How to complete this task: Please find every line in the entries below that contains the string "Null", and copy it.

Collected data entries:

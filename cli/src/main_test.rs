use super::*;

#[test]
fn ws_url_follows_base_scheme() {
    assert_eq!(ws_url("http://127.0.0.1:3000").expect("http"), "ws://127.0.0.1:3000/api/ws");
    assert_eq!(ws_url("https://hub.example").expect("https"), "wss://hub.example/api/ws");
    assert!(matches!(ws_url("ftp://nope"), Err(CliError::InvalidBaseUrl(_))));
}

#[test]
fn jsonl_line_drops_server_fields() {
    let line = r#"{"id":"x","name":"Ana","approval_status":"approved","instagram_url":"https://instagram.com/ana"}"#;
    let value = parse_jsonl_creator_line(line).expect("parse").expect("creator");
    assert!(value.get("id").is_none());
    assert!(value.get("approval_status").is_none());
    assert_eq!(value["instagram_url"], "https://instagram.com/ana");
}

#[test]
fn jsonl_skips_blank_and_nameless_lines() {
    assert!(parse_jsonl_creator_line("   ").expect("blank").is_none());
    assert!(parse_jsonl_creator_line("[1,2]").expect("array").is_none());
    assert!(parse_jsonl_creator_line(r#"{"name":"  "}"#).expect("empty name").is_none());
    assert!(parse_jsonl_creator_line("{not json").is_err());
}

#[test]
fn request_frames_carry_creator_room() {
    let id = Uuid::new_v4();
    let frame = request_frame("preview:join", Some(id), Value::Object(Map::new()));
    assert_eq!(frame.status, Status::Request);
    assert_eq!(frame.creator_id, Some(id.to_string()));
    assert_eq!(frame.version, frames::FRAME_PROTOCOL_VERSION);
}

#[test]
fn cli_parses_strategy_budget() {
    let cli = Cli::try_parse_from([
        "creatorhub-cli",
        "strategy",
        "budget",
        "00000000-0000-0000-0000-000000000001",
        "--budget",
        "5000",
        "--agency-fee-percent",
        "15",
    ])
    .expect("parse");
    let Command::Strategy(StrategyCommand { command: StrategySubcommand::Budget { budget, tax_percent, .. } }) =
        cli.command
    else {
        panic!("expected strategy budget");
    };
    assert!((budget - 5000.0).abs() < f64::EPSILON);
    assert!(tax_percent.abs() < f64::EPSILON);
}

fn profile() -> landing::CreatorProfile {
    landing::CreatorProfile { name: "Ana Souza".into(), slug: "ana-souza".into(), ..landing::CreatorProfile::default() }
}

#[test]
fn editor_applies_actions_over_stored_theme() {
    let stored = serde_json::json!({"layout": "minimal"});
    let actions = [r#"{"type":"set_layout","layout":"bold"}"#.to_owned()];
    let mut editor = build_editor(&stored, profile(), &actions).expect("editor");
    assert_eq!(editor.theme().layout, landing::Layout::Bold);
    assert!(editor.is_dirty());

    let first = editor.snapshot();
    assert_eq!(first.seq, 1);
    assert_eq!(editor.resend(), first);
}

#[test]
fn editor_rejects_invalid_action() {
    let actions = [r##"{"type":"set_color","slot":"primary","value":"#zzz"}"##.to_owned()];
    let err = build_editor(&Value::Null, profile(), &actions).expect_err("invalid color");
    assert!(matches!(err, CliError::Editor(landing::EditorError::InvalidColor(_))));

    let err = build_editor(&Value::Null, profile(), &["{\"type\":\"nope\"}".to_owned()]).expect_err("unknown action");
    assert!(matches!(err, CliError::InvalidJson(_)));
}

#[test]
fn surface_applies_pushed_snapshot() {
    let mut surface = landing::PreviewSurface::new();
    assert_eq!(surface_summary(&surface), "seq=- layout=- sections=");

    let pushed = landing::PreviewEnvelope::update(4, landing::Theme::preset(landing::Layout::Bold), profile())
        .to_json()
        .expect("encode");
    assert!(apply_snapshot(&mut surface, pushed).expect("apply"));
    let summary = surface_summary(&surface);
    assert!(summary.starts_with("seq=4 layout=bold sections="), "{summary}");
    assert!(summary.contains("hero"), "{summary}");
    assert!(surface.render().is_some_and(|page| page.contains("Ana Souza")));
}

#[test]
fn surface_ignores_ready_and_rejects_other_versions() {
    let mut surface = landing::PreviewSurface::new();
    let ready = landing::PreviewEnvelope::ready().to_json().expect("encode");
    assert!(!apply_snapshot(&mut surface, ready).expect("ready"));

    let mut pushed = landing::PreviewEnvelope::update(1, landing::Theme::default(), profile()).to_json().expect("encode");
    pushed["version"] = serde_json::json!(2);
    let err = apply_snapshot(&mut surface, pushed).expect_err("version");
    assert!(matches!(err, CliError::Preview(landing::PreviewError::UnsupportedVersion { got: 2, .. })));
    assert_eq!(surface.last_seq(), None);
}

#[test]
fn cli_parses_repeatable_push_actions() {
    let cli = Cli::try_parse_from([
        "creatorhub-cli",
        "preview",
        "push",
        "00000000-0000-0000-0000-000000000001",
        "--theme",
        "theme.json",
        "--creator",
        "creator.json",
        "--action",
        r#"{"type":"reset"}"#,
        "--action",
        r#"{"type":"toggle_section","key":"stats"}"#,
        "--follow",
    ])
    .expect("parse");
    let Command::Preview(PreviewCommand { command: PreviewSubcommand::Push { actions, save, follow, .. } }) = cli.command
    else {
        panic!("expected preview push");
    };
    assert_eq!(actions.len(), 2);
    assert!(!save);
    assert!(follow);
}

Response to this exercise:
    let err = build_editor(&Value::Null, profile(), &actions).expect_err("invalid color");
    let err = build_editor(&Value::Null, profile(), &["{\"type\":\"nope\"}".to_owned()]).expect_err("unknown action");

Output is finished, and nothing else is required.